* **What you need to do**: Through the line that contains "use super::callbacks::CallbackTable;", return the data below exactly, starting at its first line; leave the rest out.

* **Record extracts**:

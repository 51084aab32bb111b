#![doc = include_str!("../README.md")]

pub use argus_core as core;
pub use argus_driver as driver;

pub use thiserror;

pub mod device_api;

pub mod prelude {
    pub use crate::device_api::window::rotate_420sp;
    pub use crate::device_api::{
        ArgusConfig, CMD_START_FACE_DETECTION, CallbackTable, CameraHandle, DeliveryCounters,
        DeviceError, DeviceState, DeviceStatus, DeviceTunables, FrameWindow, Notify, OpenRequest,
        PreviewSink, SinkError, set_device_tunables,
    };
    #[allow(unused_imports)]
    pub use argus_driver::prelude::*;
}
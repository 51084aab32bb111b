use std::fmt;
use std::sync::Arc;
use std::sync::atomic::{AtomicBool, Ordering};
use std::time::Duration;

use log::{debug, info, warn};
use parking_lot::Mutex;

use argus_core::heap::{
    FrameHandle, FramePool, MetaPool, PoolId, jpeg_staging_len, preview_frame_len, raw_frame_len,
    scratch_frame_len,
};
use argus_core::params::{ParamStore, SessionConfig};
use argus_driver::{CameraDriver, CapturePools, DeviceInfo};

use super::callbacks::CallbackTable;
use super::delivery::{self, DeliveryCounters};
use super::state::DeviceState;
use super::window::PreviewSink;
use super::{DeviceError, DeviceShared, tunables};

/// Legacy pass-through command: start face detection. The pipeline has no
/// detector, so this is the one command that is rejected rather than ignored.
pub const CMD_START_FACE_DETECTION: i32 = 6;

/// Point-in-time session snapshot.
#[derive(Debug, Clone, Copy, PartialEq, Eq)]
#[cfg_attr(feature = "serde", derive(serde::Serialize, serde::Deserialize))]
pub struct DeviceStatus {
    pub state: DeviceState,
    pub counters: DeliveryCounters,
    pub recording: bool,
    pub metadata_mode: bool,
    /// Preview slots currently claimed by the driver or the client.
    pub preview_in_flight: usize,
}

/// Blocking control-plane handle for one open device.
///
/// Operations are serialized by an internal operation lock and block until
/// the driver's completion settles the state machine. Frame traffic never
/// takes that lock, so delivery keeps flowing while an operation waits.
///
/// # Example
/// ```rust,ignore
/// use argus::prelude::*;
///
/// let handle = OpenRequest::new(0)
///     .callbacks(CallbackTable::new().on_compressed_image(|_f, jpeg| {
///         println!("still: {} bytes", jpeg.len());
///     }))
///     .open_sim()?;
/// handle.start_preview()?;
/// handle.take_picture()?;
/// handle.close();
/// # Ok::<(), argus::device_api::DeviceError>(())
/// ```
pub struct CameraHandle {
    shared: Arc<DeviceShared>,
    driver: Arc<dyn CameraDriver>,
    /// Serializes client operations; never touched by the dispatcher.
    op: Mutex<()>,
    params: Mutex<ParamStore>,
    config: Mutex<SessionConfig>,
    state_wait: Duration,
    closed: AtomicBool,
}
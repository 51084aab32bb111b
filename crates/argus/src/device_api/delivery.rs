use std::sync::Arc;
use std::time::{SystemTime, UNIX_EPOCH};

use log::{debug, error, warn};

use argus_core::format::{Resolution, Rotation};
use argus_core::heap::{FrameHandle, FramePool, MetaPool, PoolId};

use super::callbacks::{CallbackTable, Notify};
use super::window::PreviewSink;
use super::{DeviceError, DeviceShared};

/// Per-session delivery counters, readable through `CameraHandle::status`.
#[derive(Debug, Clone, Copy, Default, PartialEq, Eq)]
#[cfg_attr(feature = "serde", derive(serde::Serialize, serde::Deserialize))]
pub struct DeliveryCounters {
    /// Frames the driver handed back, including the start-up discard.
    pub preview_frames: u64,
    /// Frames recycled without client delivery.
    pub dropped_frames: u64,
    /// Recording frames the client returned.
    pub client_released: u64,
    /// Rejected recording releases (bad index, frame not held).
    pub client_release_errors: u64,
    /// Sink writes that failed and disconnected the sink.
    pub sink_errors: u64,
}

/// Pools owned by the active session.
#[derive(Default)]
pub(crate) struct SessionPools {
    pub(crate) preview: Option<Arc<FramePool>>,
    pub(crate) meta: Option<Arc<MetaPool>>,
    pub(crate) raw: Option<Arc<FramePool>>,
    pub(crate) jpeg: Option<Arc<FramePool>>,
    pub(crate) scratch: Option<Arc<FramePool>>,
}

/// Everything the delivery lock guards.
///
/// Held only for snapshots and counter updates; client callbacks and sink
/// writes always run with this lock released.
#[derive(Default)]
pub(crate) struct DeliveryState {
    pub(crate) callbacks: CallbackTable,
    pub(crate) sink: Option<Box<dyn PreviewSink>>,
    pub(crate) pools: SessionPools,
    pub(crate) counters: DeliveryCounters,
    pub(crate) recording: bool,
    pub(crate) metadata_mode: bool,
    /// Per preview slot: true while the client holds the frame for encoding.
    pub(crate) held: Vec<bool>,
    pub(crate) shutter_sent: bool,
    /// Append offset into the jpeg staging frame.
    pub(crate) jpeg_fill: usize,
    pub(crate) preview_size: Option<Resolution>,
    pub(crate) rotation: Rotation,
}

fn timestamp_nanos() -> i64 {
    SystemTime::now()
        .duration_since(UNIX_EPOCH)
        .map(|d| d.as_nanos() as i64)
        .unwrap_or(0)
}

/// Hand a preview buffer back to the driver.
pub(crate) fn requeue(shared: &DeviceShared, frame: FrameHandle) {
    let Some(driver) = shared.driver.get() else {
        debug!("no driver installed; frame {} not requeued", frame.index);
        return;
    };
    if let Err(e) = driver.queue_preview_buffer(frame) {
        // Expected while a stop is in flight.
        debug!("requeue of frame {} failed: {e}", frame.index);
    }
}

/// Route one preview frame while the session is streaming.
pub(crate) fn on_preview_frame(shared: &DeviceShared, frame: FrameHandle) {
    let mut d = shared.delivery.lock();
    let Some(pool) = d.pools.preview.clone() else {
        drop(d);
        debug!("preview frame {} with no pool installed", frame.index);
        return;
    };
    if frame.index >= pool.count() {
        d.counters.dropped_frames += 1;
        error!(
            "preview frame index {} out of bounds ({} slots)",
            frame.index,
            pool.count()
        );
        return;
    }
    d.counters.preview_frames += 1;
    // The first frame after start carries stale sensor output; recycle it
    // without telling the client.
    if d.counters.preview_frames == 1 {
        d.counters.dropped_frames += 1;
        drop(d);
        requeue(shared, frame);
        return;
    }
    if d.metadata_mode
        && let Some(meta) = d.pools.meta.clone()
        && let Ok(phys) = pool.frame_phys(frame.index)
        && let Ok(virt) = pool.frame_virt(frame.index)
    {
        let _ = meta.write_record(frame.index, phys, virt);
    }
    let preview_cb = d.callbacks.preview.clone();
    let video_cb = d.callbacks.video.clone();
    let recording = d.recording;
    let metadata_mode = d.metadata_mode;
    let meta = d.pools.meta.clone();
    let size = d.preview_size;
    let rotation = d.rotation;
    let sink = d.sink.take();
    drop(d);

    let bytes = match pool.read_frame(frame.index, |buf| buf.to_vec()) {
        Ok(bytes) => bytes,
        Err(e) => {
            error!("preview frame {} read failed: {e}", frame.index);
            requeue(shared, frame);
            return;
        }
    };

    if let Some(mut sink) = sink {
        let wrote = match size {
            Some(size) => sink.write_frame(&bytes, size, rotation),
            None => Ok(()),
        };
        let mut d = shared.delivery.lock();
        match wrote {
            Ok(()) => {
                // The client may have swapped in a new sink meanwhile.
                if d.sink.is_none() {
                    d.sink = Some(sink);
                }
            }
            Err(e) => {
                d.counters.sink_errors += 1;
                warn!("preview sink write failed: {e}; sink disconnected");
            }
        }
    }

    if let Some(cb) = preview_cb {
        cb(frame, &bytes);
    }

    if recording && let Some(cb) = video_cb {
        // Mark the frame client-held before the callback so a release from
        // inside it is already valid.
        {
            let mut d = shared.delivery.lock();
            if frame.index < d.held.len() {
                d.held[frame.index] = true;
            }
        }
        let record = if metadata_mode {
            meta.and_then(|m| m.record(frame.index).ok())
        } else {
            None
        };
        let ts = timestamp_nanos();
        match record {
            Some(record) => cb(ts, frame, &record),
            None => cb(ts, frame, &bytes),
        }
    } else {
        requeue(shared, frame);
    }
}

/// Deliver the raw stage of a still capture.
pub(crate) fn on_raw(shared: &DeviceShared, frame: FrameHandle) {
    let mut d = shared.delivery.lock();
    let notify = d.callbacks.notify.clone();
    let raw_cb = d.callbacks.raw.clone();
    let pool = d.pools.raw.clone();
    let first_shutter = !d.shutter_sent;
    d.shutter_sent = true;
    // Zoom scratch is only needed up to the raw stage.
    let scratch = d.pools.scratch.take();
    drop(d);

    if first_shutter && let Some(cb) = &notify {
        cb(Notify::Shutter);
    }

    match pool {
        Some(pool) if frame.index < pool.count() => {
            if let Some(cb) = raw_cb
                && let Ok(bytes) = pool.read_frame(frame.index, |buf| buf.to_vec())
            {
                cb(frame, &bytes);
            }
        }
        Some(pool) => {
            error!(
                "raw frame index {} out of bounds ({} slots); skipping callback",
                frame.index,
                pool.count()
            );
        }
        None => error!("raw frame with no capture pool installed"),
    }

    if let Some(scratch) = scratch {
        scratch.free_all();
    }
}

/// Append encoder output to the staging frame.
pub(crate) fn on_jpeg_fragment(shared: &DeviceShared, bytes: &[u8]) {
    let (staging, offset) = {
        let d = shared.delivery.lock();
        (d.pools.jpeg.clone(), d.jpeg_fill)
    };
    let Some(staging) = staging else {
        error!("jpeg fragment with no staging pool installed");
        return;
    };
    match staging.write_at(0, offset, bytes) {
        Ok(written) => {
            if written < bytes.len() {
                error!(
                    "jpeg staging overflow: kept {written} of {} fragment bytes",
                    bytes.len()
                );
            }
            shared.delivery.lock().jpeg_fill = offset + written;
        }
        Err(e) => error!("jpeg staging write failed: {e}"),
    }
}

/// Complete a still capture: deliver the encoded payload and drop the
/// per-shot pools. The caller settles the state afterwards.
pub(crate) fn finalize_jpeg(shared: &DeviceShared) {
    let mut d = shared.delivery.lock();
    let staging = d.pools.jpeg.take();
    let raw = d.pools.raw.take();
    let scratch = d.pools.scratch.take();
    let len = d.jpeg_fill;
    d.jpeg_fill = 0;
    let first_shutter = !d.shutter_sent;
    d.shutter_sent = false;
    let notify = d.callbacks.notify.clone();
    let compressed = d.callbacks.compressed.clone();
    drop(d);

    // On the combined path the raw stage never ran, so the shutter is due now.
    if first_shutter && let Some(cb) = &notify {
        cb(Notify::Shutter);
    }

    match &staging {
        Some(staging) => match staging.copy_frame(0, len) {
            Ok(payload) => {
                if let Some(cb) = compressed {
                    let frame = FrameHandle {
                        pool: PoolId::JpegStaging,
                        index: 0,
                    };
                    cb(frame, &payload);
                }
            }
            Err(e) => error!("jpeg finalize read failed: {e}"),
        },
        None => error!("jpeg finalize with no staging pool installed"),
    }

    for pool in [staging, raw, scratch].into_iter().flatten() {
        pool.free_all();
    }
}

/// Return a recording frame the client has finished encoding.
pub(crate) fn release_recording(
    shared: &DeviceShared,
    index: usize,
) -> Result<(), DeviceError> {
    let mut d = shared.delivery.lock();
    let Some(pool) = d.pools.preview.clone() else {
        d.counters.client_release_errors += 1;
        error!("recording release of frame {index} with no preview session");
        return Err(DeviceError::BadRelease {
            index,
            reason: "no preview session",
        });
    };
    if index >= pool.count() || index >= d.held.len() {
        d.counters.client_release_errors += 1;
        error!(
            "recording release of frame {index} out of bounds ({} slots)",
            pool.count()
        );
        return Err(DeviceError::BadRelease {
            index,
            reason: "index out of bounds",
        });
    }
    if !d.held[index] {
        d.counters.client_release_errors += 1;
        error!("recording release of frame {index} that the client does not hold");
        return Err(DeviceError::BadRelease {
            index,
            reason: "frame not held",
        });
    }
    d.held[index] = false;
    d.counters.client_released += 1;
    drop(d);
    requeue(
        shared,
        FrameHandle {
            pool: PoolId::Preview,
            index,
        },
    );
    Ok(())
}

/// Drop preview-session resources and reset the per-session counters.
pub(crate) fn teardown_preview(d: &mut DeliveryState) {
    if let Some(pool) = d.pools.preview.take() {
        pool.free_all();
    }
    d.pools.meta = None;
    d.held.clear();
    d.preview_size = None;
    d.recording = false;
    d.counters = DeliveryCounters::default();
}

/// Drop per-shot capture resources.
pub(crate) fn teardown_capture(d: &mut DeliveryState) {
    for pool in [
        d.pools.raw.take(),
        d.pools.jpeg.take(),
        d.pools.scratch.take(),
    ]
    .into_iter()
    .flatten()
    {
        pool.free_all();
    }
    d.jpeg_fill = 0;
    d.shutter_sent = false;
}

* **Finished task**:
repository 51084aab32bb111b
#![doc = include_str!("../README.md")]

pub use argus_core as core;
pub use argus_driver as driver;

pub use thiserror;

pub mod device_api;

pub mod prelude {
    pub use crate::device_api::window::rotate_420sp;
    pub use crate::device_api::{
        ArgusConfig, CMD_START_FACE_DETECTION, CallbackTable, CameraHandle, DeliveryCounters,
        DeviceError, DeviceState, DeviceStatus, DeviceTunables, FrameWindow, Notify, OpenRequest,
        PreviewSink, SinkError, set_device_tunables,
    };
    #[allow(unused_imports)]
    pub use argus_driver::prelude::*;
}
repository 51084aab32bb111b
use std::fmt;
use std::sync::Arc;
use std::sync::atomic::{AtomicBool, Ordering};
use std::time::Duration;

use log::{debug, info, warn};
use parking_lot::Mutex;

use argus_core::heap::{
    FrameHandle, FramePool, MetaPool, PoolId, jpeg_staging_len, preview_frame_len, raw_frame_len,
    scratch_frame_len,
};
use argus_core::params::{ParamStore, SessionConfig};
use argus_driver::{CameraDriver, CapturePools, DeviceInfo};

use super::callbacks::CallbackTable;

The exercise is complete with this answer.